Campus History

Campus History

Our History

History Notes

  • 1923 - Pennsylvania State College (not yet a university)  established a branch school in the city of Scranton - offering evening technical institute programs.
  • 1951 - The school was renamed The Scranton Center and began offering day and evening courses.
  • 1953 - Courses were redesigned as associate degree programs.
  • 1968 - Moved to its current location in Dunmore and was named Penn State Worthington Scranton.
  • 1968 - Began offering the first two years of PSU bachelor's degree programs.
  • 1995 - Offered the first campus baccalaureate degree program in Nursing.
  • 1998 - The Gallagher Conference Center was built.
  • 2000 - Campus CEO James Gallagher retires; Dr. Mary-Beth Krogh-Jespersen named PSWS chancellor.
  • 2004 - Nursing Suite renovations are completed.
  • 2006 - Cafeteria renovations and creation of The View Cafe.
  • 2009 - Completion and dedication of The Business Building.
  • 2010 - Renovation of the Biology, Chemistry and Physics labs.
  • 2010 - Completion of The David and Ann Hawk Student Success Center in the Study Learning Center.
  • 2015 - Chancellor Mary-Beth Krogh-Jespersen retires; Dr. Marwan Wafa named new chancellor.
  • 2016 - New side entrance-way completed for the Study Learning Center.
  • 2017 - PSU Board of Trustees approves campus name change to Penn State Scranton, effective May 1, 2018.
  • 2017 - Ground floor renovations completed on the ground floor of the Dawson Building, including new offices: Academic Affairs Suite; Admissions Suite; Alumni and Community Relations Suite; Bursar's Office; Business Services office; Human Resources office; upgrades to classrooms; and a new conference room.

History of Penn State & the Scranton Campus
The Pennsylvania State University was chartered in 1855 as the Farmer's High School. A pioneer institution designed to provide higher education for all qualified students, it admitted its first students in 1859 and graduated its first class in 1861.

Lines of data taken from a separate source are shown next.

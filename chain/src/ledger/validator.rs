//! Block validity predicates used by the ledger.

use crate::types::Block;

use super::error::ValidationError;

/// Pluggable validity predicate for a block appended on top of `parent`.
///
/// Implementations should be deterministic and side-effect free. Checks
/// that only look at the block itself ignore `parent`.
pub trait BlockValidator {
    fn validate(&self, parent: &Block, block: &Block) -> Result<(), ValidationError>;
}

/// A validator that composes two other validators.
///
/// `CombinedValidator { base, link }` runs `base.validate` and then
/// `link.validate`, failing fast on the first error.
#[derive(Clone, Debug)]
pub struct CombinedValidator<B, L> {
    pub base: B,
    pub link: L,
}

impl<B, L> CombinedValidator<B, L> {
    pub fn new(base: B, link: L) -> Self {
        Self { base, link }
    }
}

impl<B, L> BlockValidator for CombinedValidator<B, L>
where
    B: BlockValidator,
    L: BlockValidator,
{
    fn validate(&self, parent: &Block, block: &Block) -> Result<(), ValidationError> {
        self.base.validate(parent, block)?;
        self.link.validate(parent, block)?;
        Ok(())
    }
}

#[cfg(test)]
mod tests {
    use super::*;

    struct Fixed(Option<&'static str>);

    impl BlockValidator for Fixed {
        fn validate(&self, _parent: &Block, _block: &Block) -> Result<(), ValidationError> {
            match self.0 {
                None => Ok(()),
                Some(msg) => Err(ValidationError::Invalid(msg)),
            }
        }
    }

    #[test]
    fn combined_validator_fails_fast_on_base() {
        let genesis = Block::genesis();
        let v = CombinedValidator::new(Fixed(Some("base")), Fixed(Some("link")));

        match v.validate(&genesis, &genesis) {
            Err(ValidationError::Invalid(msg)) => assert_eq!(msg, "base"),
            other => panic!("unexpected result: {other:?}"),
        }

        let ok = CombinedValidator::new(Fixed(None), Fixed(None));
        assert!(ok.validate(&genesis, &genesis).is_ok());
    }
}
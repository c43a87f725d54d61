//! Shared application state.

use std::sync::Arc;

use chrono::Utc;
use tokio::sync::Mutex;

use votechain::{
    ChainConfig, CipherSuite, Coordinator, DefaultForkChoice, DefaultLedger, DynVoteStore,
    ElectionContract, HttpPeerClient, LedgerError, MetricsRegistry, default_validator,
};

/// Shared state held by the API and background tasks.
///
/// This is wrapped in an [`Arc`] and passed to request handlers via Axum's
/// `State` extractor. The ledger mutex serialises every chain and pool
/// mutation; it is never held across a peer call.
pub struct AppState {
    /// Chain, pending pool and election contract.
    pub ledger: Mutex<DefaultLedger>,
    /// Outbound gossip to the other nodes.
    pub coordinator: Coordinator<HttpPeerClient>,
    pub fork_choice: DefaultForkChoice,
    /// Metrics registry shared between the handlers and the tally loop.
    pub metrics: Arc<MetricsRegistry>,
    /// Expose internal error text in responses.
    pub dev_mode: bool,
}

/// Thread-safe alias for `AppState`.
pub type SharedState = Arc<AppState>;

impl AppState {
    /// Opens the ledger on `store` and wires the HTTP coordinator.
    pub fn build(
        cfg: &ChainConfig,
        store: Arc<DynVoteStore>,
        metrics: Arc<MetricsRegistry>,
        dev_mode: bool,
    ) -> Result<Self, LedgerError> {
        let contract = ElectionContract::new(
            store.clone(),
            CipherSuite::from_config(&cfg.cipher),
            cfg.tally.clone(),
        );
        let ledger = DefaultLedger::open(
            cfg.ledger.clone(),
            store,
            default_validator(&cfg.ledger),
            DefaultForkChoice::default(),
            contract,
        )?;
        let client = HttpPeerClient::new(cfg.peers.request_timeout)?;

        Ok(Self {
            ledger: Mutex::new(ledger),
            coordinator: Coordinator::new(client, &cfg.peers),
            fork_choice: DefaultForkChoice::default(),
            metrics,
            dev_mode,
        })
    }
}

/// Returns the current wall-clock time as milliseconds since Unix epoch.
pub fn now_ms() -> u64 {
    Utc::now().timestamp_millis().max(0) as u64
}
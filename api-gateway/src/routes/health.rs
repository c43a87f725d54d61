use axum::{Json, extract::State, http::StatusCode};
use serde::Serialize;

use crate::state::SharedState;

/// Simple health-check response.
#[derive(Serialize)]
pub struct HealthResponse {
    pub status: &'static str,
    /// Number of blocks in the local chain, genesis included.
    pub height: usize,
    pub pending: usize,
    pub peers: usize,
}

/// `GET /health`
///
/// Returns a basic JSON document indicating liveness and chain progress.
pub async fn health(State(state): State<SharedState>) -> (StatusCode, Json<HealthResponse>) {
    let (height, pending) = {
        let ledger = state.ledger.lock().await;
        (
            ledger.get_length_chain(),
            ledger.get_pending_transactions().len(),
        )
    };
    (
        StatusCode::OK,
        Json(HealthResponse {
            status: "ok",
            height,
            pending,
            peers: state.coordinator.peers().len(),
        }),
    )
}
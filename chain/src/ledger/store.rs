//! Persistence boundary used by the ledger and the tally.

use crate::storage::StorageError;
use crate::types::{Announcement, Block, Candidate, Citizen, Results, Voter};

/// Key-value persistence for every collection a node owns.
///
/// Implementations can be backed by in-memory maps, RocksDB, etc. All
/// methods take `&self` so one store can be shared between the ledger,
/// the tally contract and background tasks.
///
/// Writes that replace a collection (`write_chain`, `write_candidates`,
/// `write_citizens`) drop whatever was stored before.
pub trait VoteStore: Send + Sync {
    fn read_chain(&self) -> Result<Vec<Block>, StorageError>;
    fn write_chain(&self, chain: &[Block]) -> Result<(), StorageError>;
    fn clear_chains(&self) -> Result<(), StorageError>;

    fn read_voters(&self) -> Result<Vec<Voter>, StorageError>;
    fn read_voter(&self, identifier: &str) -> Result<Option<Voter>, StorageError>;
    /// Inserts or overwrites the voter stored under `identifier`.
    fn update_voter(&self, identifier: &str, voter: &Voter) -> Result<(), StorageError>;
    fn clear_voters(&self) -> Result<(), StorageError>;

    fn read_candidates(&self) -> Result<Vec<Candidate>, StorageError>;
    fn write_candidates(&self, candidates: &[Candidate]) -> Result<(), StorageError>;

    fn read_citizens(&self) -> Result<Vec<Citizen>, StorageError>;
    fn write_citizens(&self, citizens: &[Citizen]) -> Result<(), StorageError>;

    fn read_announcement(&self) -> Result<Option<Announcement>, StorageError>;
    fn write_announcement(&self, announcement: &Announcement) -> Result<(), StorageError>;

    fn read_results(&self) -> Result<Option<Results>, StorageError>;
    fn write_results(&self, results: &Results) -> Result<(), StorageError>;
    fn clear_results(&self) -> Result<(), StorageError>;

    /// Resolves a citizen's plaintext electoral ID to their voting identifier.
    fn read_voter_citizen_relation(
        &self,
        electoral_id: &str,
    ) -> Result<Option<String>, StorageError>;
    fn write_voter_citizen_relation(
        &self,
        electoral_id: &str,
        identifier: &str,
    ) -> Result<(), StorageError>;
}
//! Pending-transaction pool.
//!
//! Admitted transactions wait here, in arrival order, until a block
//! includes them.

use std::collections::{HashSet, VecDeque};

use crate::types::{Block, Transaction};

/// FIFO pool of unconfirmed transactions.
#[derive(Clone, Debug, Default)]
pub struct TxPool {
    queue: VecDeque<Transaction>,
}

impl TxPool {
    pub fn new() -> Self {
        Self {
            queue: VecDeque::new(),
        }
    }

    /// Enqueues a new transaction to be included in a future block.
    pub fn push(&mut self, tx: Transaction) {
        self.queue.push_back(tx);
    }

    pub fn len(&self) -> usize {
        self.queue.len()
    }

    pub fn is_empty(&self) -> bool {
        self.queue.is_empty()
    }

    pub fn contains_identifier(&self, identifier: &str) -> bool {
        self.queue.iter().any(|tx| tx.identifier() == identifier)
    }

    pub fn iter(&self) -> impl Iterator<Item = &Transaction> {
        self.queue.iter()
    }

    /// Removes and returns the oldest transactions that fit into a block.
    ///
    /// `max_txs` and `max_bytes` are soft limits. A single transaction
    /// larger than `max_bytes` is still taken on its own so the pool can
    /// never wedge.
    pub fn select_for_block(&mut self, max_txs: usize, max_bytes: usize) -> Vec<Transaction> {
        let mut taken = 0usize;
        let mut bytes = 0usize;

        for tx in self.queue.iter() {
            if taken == max_txs {
                break;
            }
            let size = Transaction::canonical_bytes(&tx.data, tx.timestamp).len()
                + tx.transaction_hash.as_str().len();
            if taken > 0 && bytes + size > max_bytes {
                break;
            }
            taken += 1;
            bytes += size;
        }

        self.queue.drain(..taken).collect()
    }

    /// Puts transactions back at the front, preserving their order.
    pub fn restore(&mut self, txs: Vec<Transaction>) {
        for tx in txs.into_iter().rev() {
            self.queue.push_front(tx);
        }
    }

    /// Drops pending transactions superseded by `block`.
    ///
    /// A transaction is superseded if the block carries the same hash or a
    /// vote from the same identifier.
    pub fn remove_confirmed(&mut self, block: &Block) -> usize {
        let hashes: HashSet<&str> = block
            .transactions
            .iter()
            .map(|tx| tx.transaction_hash.as_str())
            .collect();
        let identifiers: HashSet<&str> = block.identifiers().collect();

        let before = self.queue.len();
        self.queue.retain(|tx| {
            !hashes.contains(tx.transaction_hash.as_str()) && !identifiers.contains(tx.identifier())
        });
        before - self.queue.len()
    }

    /// Keeps only the transactions whose identifier is not in `confirmed`.
    pub fn retain_unconfirmed(&mut self, confirmed: &HashSet<String>) {
        self.queue.retain(|tx| !confirmed.contains(tx.identifier()));
    }

    pub fn clear(&mut self) {
        self.queue.clear();
    }
}
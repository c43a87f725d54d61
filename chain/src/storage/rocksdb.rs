//! RocksDB-backed vote store.
//!
//! This implementation persists every collection in its own column
//! family:
//!
//! - `"chain"`:      big-endian block index -> block,
//! - `"voters"`:     identifier -> voter,
//! - `"candidates"`: candidate code -> candidate,
//! - `"citizens"`:   electoral ID -> citizen,
//! - `"relations"`:  electoral ID -> identifier (raw UTF-8),
//! - `"election"`:   fixed keys `"announcement"` and `"results"`.
//!
//! Values are encoded with bincode 2 (serde integration, `standard()`
//! config). Replacing a collection is a single atomic `WriteBatch`.

use std::path::Path;

use rocksdb::{ColumnFamily, ColumnFamilyDescriptor, DB, IteratorMode, Options, WriteBatch};
use serde::Serialize;
use serde::de::DeserializeOwned;

use crate::ledger::store::VoteStore;
use crate::types::{Announcement, Block, Candidate, Citizen, Results, Voter};

use super::StorageError;

const CF_CHAIN: &str = "chain";
const CF_VOTERS: &str = "voters";
const CF_CANDIDATES: &str = "candidates";
const CF_CITIZENS: &str = "citizens";
const CF_RELATIONS: &str = "relations";
const CF_ELECTION: &str = "election";

const KEY_ANNOUNCEMENT: &[u8] = b"announcement";
const KEY_RESULTS: &[u8] = b"results";

/// Configuration for [`RocksDbStore`].
#[derive(Clone, Debug)]
pub struct RocksDbConfig {
    /// Filesystem path to the RocksDB database directory.
    pub path: String,
    /// Whether to create the database and missing column families if they
    /// do not yet exist.
    pub create_if_missing: bool,
}

impl Default for RocksDbConfig {
    fn default() -> Self {
        Self {
            path: "data/votechain-db".to_string(),
            create_if_missing: true,
        }
    }
}

/// RocksDB-backed implementation of [`VoteStore`].
pub struct RocksDbStore {
    db: DB,
}

impl RocksDbStore {
    /// Opens (or creates) a RocksDB-backed store at the configured path.
    pub fn open(cfg: &RocksDbConfig) -> Result<Self, StorageError> {
        let path = Path::new(&cfg.path);

        let mut opts = Options::default();
        opts.create_if_missing(cfg.create_if_missing);
        opts.create_missing_column_families(cfg.create_if_missing);

        let cfs = [
            "default",
            CF_CHAIN,
            CF_VOTERS,
            CF_CANDIDATES,
            CF_CITIZENS,
            CF_RELATIONS,
            CF_ELECTION,
        ]
        .into_iter()
        .map(|name| ColumnFamilyDescriptor::new(name, Options::default()));

        let db = DB::open_cf_descriptors(&opts, path, cfs)?;
        tracing::info!(path = %cfg.path, "opened rocksdb vote store");

        Ok(Self { db })
    }

    fn cf(&self, name: &'static str) -> Result<&ColumnFamily, StorageError> {
        self.db
            .cf_handle(name)
            .ok_or(StorageError::MissingColumnFamily(name))
    }

    fn encode<T: Serialize>(what: &'static str, value: &T) -> Result<Vec<u8>, StorageError> {
        bincode::serde::encode_to_vec(value, bincode::config::standard())
            .map_err(|source| StorageError::Encode { what, source })
    }

    fn decode<T: DeserializeOwned>(what: &'static str, bytes: &[u8]) -> Result<T, StorageError> {
        bincode::serde::decode_from_slice(bytes, bincode::config::standard())
            .map(|(value, _)| value)
            .map_err(|source| StorageError::Decode { what, source })
    }

    /// Decodes every value of a column family, in key order.
    fn read_all<T: DeserializeOwned>(&self, name: &'static str) -> Result<Vec<T>, StorageError> {
        let cf = self.cf(name)?;
        let mut out = Vec::new();
        for item in self.db.iterator_cf(cf, IteratorMode::Start) {
            let (_, value) = item?;
            out.push(Self::decode(name, &value)?);
        }
        Ok(out)
    }

    fn get<T: DeserializeOwned>(
        &self,
        name: &'static str,
        key: &[u8],
    ) -> Result<Option<T>, StorageError> {
        let cf = self.cf(name)?;
        match self.db.get_cf(cf, key)? {
            Some(bytes) => Ok(Some(Self::decode(name, &bytes)?)),
            None => Ok(None),
        }
    }

    fn put<T: Serialize>(&self, name: &'static str, key: &[u8], value: &T) -> Result<(), StorageError> {
        let cf = self.cf(name)?;
        let bytes = Self::encode(name, value)?;
        self.db.put_cf(cf, key, bytes)?;
        Ok(())
    }

    /// Adds a delete for every key of `name` to `batch`.
    fn stage_clear(&self, batch: &mut WriteBatch, name: &'static str) -> Result<(), StorageError> {
        let cf = self.cf(name)?;
        for item in self.db.iterator_cf(cf, IteratorMode::Start) {
            let (key, _) = item?;
            batch.delete_cf(cf, key);
        }
        Ok(())
    }

    fn clear(&self, name: &'static str) -> Result<(), StorageError> {
        let mut batch = WriteBatch::default();
        self.stage_clear(&mut batch, name)?;
        self.db.write(batch)?;
        Ok(())
    }

    /// Replaces the whole content of `name` with `items` in one batch.
    fn replace_all<'a, T, K>(
        &self,
        name: &'static str,
        items: impl IntoIterator<Item = &'a T>,
        key_of: K,
    ) -> Result<(), StorageError>
    where
        T: Serialize + 'a,
        K: Fn(&T) -> Vec<u8>,
    {
        let mut batch = WriteBatch::default();
        self.stage_clear(&mut batch, name)?;
        let cf = self.cf(name)?;
        for item in items {
            batch.put_cf(cf, key_of(item), Self::encode(name, item)?);
        }
        self.db.write(batch)?;
        Ok(())
    }
}

impl VoteStore for RocksDbStore {
    fn read_chain(&self) -> Result<Vec<Block>, StorageError> {
        // Big-endian keys make iteration order equal to block order.
        self.read_all(CF_CHAIN)
    }

    fn write_chain(&self, chain: &[Block]) -> Result<(), StorageError> {
        self.replace_all(CF_CHAIN, chain, |b: &Block| b.block_index.to_be_bytes().to_vec())
    }

    fn clear_chains(&self) -> Result<(), StorageError> {
        self.clear(CF_CHAIN)
    }

    fn read_voters(&self) -> Result<Vec<Voter>, StorageError> {
        self.read_all(CF_VOTERS)
    }

    fn read_voter(&self, identifier: &str) -> Result<Option<Voter>, StorageError> {
        self.get(CF_VOTERS, identifier.as_bytes())
    }

    fn update_voter(&self, identifier: &str, voter: &Voter) -> Result<(), StorageError> {
        self.put(CF_VOTERS, identifier.as_bytes(), voter)
    }

    fn clear_voters(&self) -> Result<(), StorageError> {
        self.clear(CF_VOTERS)
    }

    fn read_candidates(&self) -> Result<Vec<Candidate>, StorageError> {
        self.read_all(CF_CANDIDATES)
    }

    fn write_candidates(&self, candidates: &[Candidate]) -> Result<(), StorageError> {
        self.replace_all(CF_CANDIDATES, candidates, |c: &Candidate| {
            c.code.as_bytes().to_vec()
        })
    }

    fn read_citizens(&self) -> Result<Vec<Citizen>, StorageError> {
        self.read_all(CF_CITIZENS)
    }

    fn write_citizens(&self, citizens: &[Citizen]) -> Result<(), StorageError> {
        self.replace_all(CF_CITIZENS, citizens, |c: &Citizen| {
            c.electoral_id.as_bytes().to_vec()
        })
    }

    fn read_announcement(&self) -> Result<Option<Announcement>, StorageError> {
        self.get(CF_ELECTION, KEY_ANNOUNCEMENT)
    }

    fn write_announcement(&self, announcement: &Announcement) -> Result<(), StorageError> {
        self.put(CF_ELECTION, KEY_ANNOUNCEMENT, announcement)
    }

    fn read_results(&self) -> Result<Option<Results>, StorageError> {
        self.get(CF_ELECTION, KEY_RESULTS)
    }

    fn write_results(&self, results: &Results) -> Result<(), StorageError> {
        self.put(CF_ELECTION, KEY_RESULTS, results)
    }

    fn clear_results(&self) -> Result<(), StorageError> {
        let cf = self.cf(CF_ELECTION)?;
        self.db.delete_cf(cf, KEY_RESULTS)?;
        Ok(())
    }

    fn read_voter_citizen_relation(
        &self,
        electoral_id: &str,
    ) -> Result<Option<String>, StorageError> {
        let cf = self.cf(CF_RELATIONS)?;
        Ok(self
            .db
            .get_cf(cf, electoral_id.as_bytes())?
            .map(|bytes| String::from_utf8_lossy(&bytes).into_owned()))
    }

    fn write_voter_citizen_relation(
        &self,
        electoral_id: &str,
        identifier: &str,
    ) -> Result<(), StorageError> {
        let cf = self.cf(CF_RELATIONS)?;
        self.db
            .put_cf(cf, electoral_id.as_bytes(), identifier.as_bytes())?;
        Ok(())
    }
}
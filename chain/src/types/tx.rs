// chain/src/types/tx.rs

//! Vote transactions.
//!
//! A transaction carries one encrypted ballot. The citizen's electoral ID
//! and the ballot choice are encrypted under distinct keys, and the
//! citizen is only named on-chain through a pseudonymous `identifier`
//! token, so the ledger can deduplicate votes without holding plaintext
//! personal data.

use serde::{Deserialize, Serialize};

use super::{CipherText, TxHash, sha256_hex};

/// Ballot payload as it appears on-chain.
///
/// All cipher fields are lowercase hex produced by
/// [`Cipher::encrypt`](crate::crypto::Cipher::encrypt).
#[derive(Clone, Debug, Eq, PartialEq, Serialize, Deserialize)]
#[serde(rename_all = "camelCase")]
pub struct VoteData {
    /// Pseudonymous per-citizen voting token.
    pub identifier: String,

    /// Electoral ID ciphertext (identifier key domain).
    pub electoral_id: String,

    /// IV used for [`VoteData::electoral_id`].
    #[serde(rename = "electoralIdIV")]
    pub electoral_id_iv: String,

    /// Ballot choice ciphertext (vote key domain).
    pub choice_code: String,

    /// IV used for [`VoteData::choice_code`].
    #[serde(rename = "choiceCodeIV")]
    pub choice_code_iv: String,

    /// Client-held secret, echoed back for receipt checks. May be empty.
    pub secret: String,
}

impl VoteData {
    /// The encrypted electoral ID as a [`CipherText`].
    pub fn electoral_id_cipher(&self) -> CipherText {
        CipherText::new(self.electoral_id_iv.clone(), self.electoral_id.clone())
    }

    /// The encrypted ballot choice as a [`CipherText`].
    pub fn choice_cipher(&self) -> CipherText {
        CipherText::new(self.choice_code_iv.clone(), self.choice_code.clone())
    }
}

/// A vote transaction: payload + content hash + admission time.
#[derive(Clone, Debug, Eq, PartialEq, Serialize, Deserialize)]
#[serde(rename_all = "camelCase")]
pub struct Transaction {
    pub data: VoteData,

    /// Hex SHA-256 over the canonical encoding of `data` and `timestamp`.
    pub transaction_hash: TxHash,

    /// Admission time in milliseconds since Unix epoch.
    pub timestamp: u64,
}

impl Transaction {
    /// Builds a transaction and computes its content hash.
    pub fn new(data: VoteData, timestamp: u64) -> Self {
        let transaction_hash = Self::hash_of(&data, timestamp);
        Self {
            data,
            transaction_hash,
            timestamp,
        }
    }

    /// Returns the canonical bytes that the transaction hash commits to.
    ///
    /// # Panics
    ///
    /// Panics if encoding fails. This is considered a programming
    /// error, because all fields are plain strings and integers.
    pub fn canonical_bytes(data: &VoteData, timestamp: u64) -> Vec<u8> {
        let cfg = bincode::config::standard();
        bincode::serde::encode_to_vec((data, timestamp), cfg)
            .expect("VoteData should always be serializable with bincode 2 + serde")
    }

    fn hash_of(data: &VoteData, timestamp: u64) -> TxHash {
        TxHash(sha256_hex(&Self::canonical_bytes(data, timestamp)))
    }

    /// Recomputes the content hash.
    pub fn compute_hash(&self) -> TxHash {
        Self::hash_of(&self.data, self.timestamp)
    }

    /// Returns `true` if the stored hash matches the payload.
    pub fn has_consistent_hash(&self) -> bool {
        self.compute_hash() == self.transaction_hash
    }

    pub fn identifier(&self) -> &str {
        &self.data.identifier
    }
}

#[cfg(test)]
mod tests {
    use super::*;

    fn dummy_data(identifier: &str) -> VoteData {
        VoteData {
            identifier: identifier.to_string(),
            electoral_id: "aabb".to_string(),
            electoral_id_iv: "00112233445566778899aabbccddeeff".to_string(),
            choice_code: "ccdd".to_string(),
            choice_code_iv: "ffeeddccbbaa99887766554433221100".to_string(),
            secret: "s3cret".to_string(),
        }
    }

    #[test]
    fn transaction_hash_is_deterministic_and_content_addressed() {
        let a = Transaction::new(dummy_data("voter-0001"), 1_700_000_000_000);
        let b = Transaction::new(dummy_data("voter-0001"), 1_700_000_000_000);
        let c = Transaction::new(dummy_data("voter-0002"), 1_700_000_000_000);
        let d = Transaction::new(dummy_data("voter-0001"), 1_700_000_000_001);

        assert_eq!(a.transaction_hash, b.transaction_hash);
        assert_ne!(a.transaction_hash, c.transaction_hash);
        assert_ne!(a.transaction_hash, d.transaction_hash);
        assert!(super::super::is_sha256(a.transaction_hash.as_str()));
    }

    #[test]
    fn tampered_payload_breaks_hash_consistency() {
        let mut tx = Transaction::new(dummy_data("voter-0001"), 42);
        assert!(tx.has_consistent_hash());

        tx.data.choice_code = "eeee".to_string();
        assert!(!tx.has_consistent_hash());
    }

    #[test]
    fn cipher_accessors_pair_each_field_with_its_own_iv() {
        let data = dummy_data("voter-0001");

        let id = data.electoral_id_cipher();
        assert_eq!(id.cipher_text, "aabb");
        assert_eq!(id.iv, data.electoral_id_iv);

        let choice = data.choice_cipher();
        assert_eq!(choice.cipher_text, "ccdd");
        assert_eq!(choice.iv, data.choice_code_iv);
    }

    #[test]
    fn json_field_names_match_wire_format() {
        let tx = Transaction::new(dummy_data("voter-0001"), 7);
        let json = serde_json::to_value(&tx).expect("serialize");

        assert!(json["data"]["electoralIdIV"].is_string());
        assert!(json["data"]["choiceCodeIV"].is_string());
        assert!(json["transactionHash"].is_string());
        assert_eq!(json["timestamp"], 7);
    }
}
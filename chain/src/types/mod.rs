//! Core domain types used by the ledger.
//!
//! This module defines strongly-typed hashes, the encrypted payload
//! wrapper, and re-exports the block, transaction and election record
//! types. The goal is to avoid "naked" strings for values that carry an
//! invariant (a SHA-256 digest, a hex ciphertext) in public APIs while
//! keeping the JSON wire format byte-compatible with other nodes.

use std::fmt;

use serde::{Deserialize, Serialize};
use sha2::{Digest, Sha256};

/// Blocks and block hashing.
pub mod block;
/// Election reference data and tally outputs.
pub mod election;
/// Vote transactions.
pub mod tx;

pub use block::{Block, BlockHeader, BlockSummary};
pub use election::{
    Announcement, Candidate, CandidateResult, Citizen, ElectionState, InvalidTransition,
    ProvinceTally, Results, RevealedVoter, Voter, millis_to_utc,
};
pub use tx::{Transaction, VoteData};

/// Length in hex characters of every SHA-256 digest used on-chain.
pub const HASH_HEX_LEN: usize = 64;

/// Placeholder parent hash carried by the genesis block.
pub const GENESIS_PARENT: &str = "-";

/// Computes the lowercase hex SHA-256 digest of `data`.
pub fn sha256_hex(data: &[u8]) -> String {
    hex::encode(Sha256::digest(data))
}

/// Returns `true` if `s` is a 64-character lowercase hex string.
///
/// Hash comparisons on the chain are exact string matches, so an
/// uppercase digest is treated as malformed rather than normalised.
pub fn is_sha256(s: &str) -> bool {
    s.len() == HASH_HEX_LEN && s.bytes().all(|b| matches!(b, b'0'..=b'9' | b'a'..=b'f'))
}

/// Strongly-typed block hash.
///
/// Serialized transparently as its hex string so the JSON shape stays
/// `"blockHash": "<hex>"`. The genesis parent is the only non-digest
/// value a `BlockHash` is allowed to hold (see [`GENESIS_PARENT`]).
#[derive(Clone, Debug, Default, Eq, PartialEq, Hash, Serialize, Deserialize)]
#[serde(transparent)]
pub struct BlockHash(pub String);

impl BlockHash {
    /// The fixed `"-"` parent of the genesis block.
    pub fn genesis_parent() -> Self {
        BlockHash(GENESIS_PARENT.to_string())
    }

    pub fn as_str(&self) -> &str {
        &self.0
    }

    /// Returns `true` if the hash is a well-formed SHA-256 digest.
    pub fn is_well_formed(&self) -> bool {
        is_sha256(&self.0)
    }

    /// Returns `true` if the digest starts with `difficulty` zero nibbles.
    pub fn meets_difficulty(&self, difficulty: usize) -> bool {
        self.0.len() >= difficulty && self.0.bytes().take(difficulty).all(|b| b == b'0')
    }
}

impl fmt::Display for BlockHash {
    fn fmt(&self, f: &mut fmt::Formatter<'_>) -> fmt::Result {
        f.write_str(&self.0)
    }
}

/// Strongly-typed transaction hash (hex SHA-256).
#[derive(Clone, Debug, Default, Eq, PartialEq, Hash, Serialize, Deserialize)]
#[serde(transparent)]
pub struct TxHash(pub String);

impl TxHash {
    pub fn as_str(&self) -> &str {
        &self.0
    }
}

impl fmt::Display for TxHash {
    fn fmt(&self, f: &mut fmt::Formatter<'_>) -> fmt::Result {
        f.write_str(&self.0)
    }
}

/// Opaque symmetric-cipher output.
///
/// Both fields are lowercase hex. The upper-case field names are part of
/// the wire format shared with existing clients.
#[derive(Clone, Debug, Eq, PartialEq, Serialize, Deserialize)]
pub struct CipherText {
    /// Hex-encoded 16-byte initialisation vector.
    #[serde(rename = "IV")]
    pub iv: String,
    /// Hex-encoded ciphertext.
    #[serde(rename = "CIPHER_TEXT")]
    pub cipher_text: String,
}

impl CipherText {
    pub fn new(iv: impl Into<String>, cipher_text: impl Into<String>) -> Self {
        Self {
            iv: iv.into(),
            cipher_text: cipher_text.into(),
        }
    }
}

Renamed the Agricultural College of Pennsylvania in 1862, it became the land grant college of the Commonwealth in 1863. The name was changed again in 1874 to the Pennsylvania State College, and in 1953 to The Pennsylvania State University.

The Scranton campus was named in memory of Worthington Scranton (1876-1955), a prominent industrialist and civic leader of northeastern Pennsylvania. The campus, one of 24 Penn State facilities throughout the Commonwealth, is located on a forty-five-acre tract of land just off Exit 188 of Interstate 81.